Today, I found a great coding style for series problem, like permutation, subset and group of palindrome:
public static void getPermutationUtil(String str, int start, List<List<String>> result, List<String> currResult) {
if(start==str.length()) {
ArrayList<String> curr = new ArrayList<String>(currResult);
result.add(curr);
}
else {
for(int i=start; i<str.length(); i++) {
String currStr = str.substring(start, i+1);
currResult.add(currStr);
getPermutationUtil(str, i + 1, result, currResult);
currResult.remove(currResult.size()-1);
}
}
}
When we construct a subset of an array, we try to build it on arr[start,…,length-1]. The arr[0,…,i-1] is already done and saved in currResult.
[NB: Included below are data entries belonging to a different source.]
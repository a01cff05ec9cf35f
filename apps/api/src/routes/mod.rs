pub mod health;

use axum::{
    extract::DefaultBodyLimit,
    routing::{get, post, put},
    Router,
};

use crate::export::handlers as export;
use crate::export::photo::MAX_PHOTO_BYTES;
use crate::insights::handlers as insights;
use crate::session::handlers as session;
use crate::state::AppState;

/// Room for multipart framing around a maximum-size photo.
const PHOTO_BODY_LIMIT: usize = MAX_PHOTO_BYTES + 64 * 1024;

pub fn build_router(state: AppState) -> Router {
    Router::new()
        .route("/health", get(health::health_handler))
        // Sessions
        .route("/api/v1/sessions", post(session::handle_create_session))
        .route(
            "/api/v1/sessions/:id",
            get(session::handle_get_session).delete(session::handle_delete_session),
        )
        .route(
            "/api/v1/sessions/:id/mutations",
            post(session::handle_apply_mutation),
        )
        .route(
            "/api/v1/sessions/:id/photo",
            post(session::handle_upload_photo).layer(DefaultBodyLimit::max(PHOTO_BODY_LIMIT)),
        )
        // Insights
        .route(
            "/api/v1/sessions/:id/profession",
            put(insights::handle_set_profession),
        )
        .route(
            "/api/v1/sessions/:id/insights",
            get(insights::handle_get_insights),
        )
        .route(
            "/api/v1/sessions/:id/skills/from-insights",
            post(insights::handle_merge_skills),
        )
        .route(
            "/api/v1/sessions/:id/ats-score",
            post(insights::handle_ats_score),
        )
        .route("/api/v1/assist/field", post(insights::handle_suggest_field))
        // Export
        .route("/api/v1/sessions/:id/preview", get(export::handle_preview))
        .route("/api/v1/sessions/:id/export", post(export::handle_export))
        .with_state(state)
}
When start equals length, it means it ends and we save this currResult in result. Below are the 3 types of application of this coding style:
Permutation
public static List<List<String>> getPermutation(String str) {
List<List<String>> result = new ArrayList<List<String>>();
getPermutationUtil(str, 0, result, new ArrayList<String>());
return result;
}
public static void getPermutationUtil(String str, int start, List<List<String>> result, List<String> currResult) {
if(start==str.length()) {
ArrayList<String> curr = new ArrayList<String>(currResult);
result.add(curr);
}
else {
for(int i=start; i<str.length(); i++) {
String currStr = str.substring(start, i+1);
currResult.add(currStr);
getPermutationUtil(str, i + 1, result, currResult);
currResult.remove(currResult.size()-1);
}
}
}
SuperSet, This is the same problem from here, which is a another solution.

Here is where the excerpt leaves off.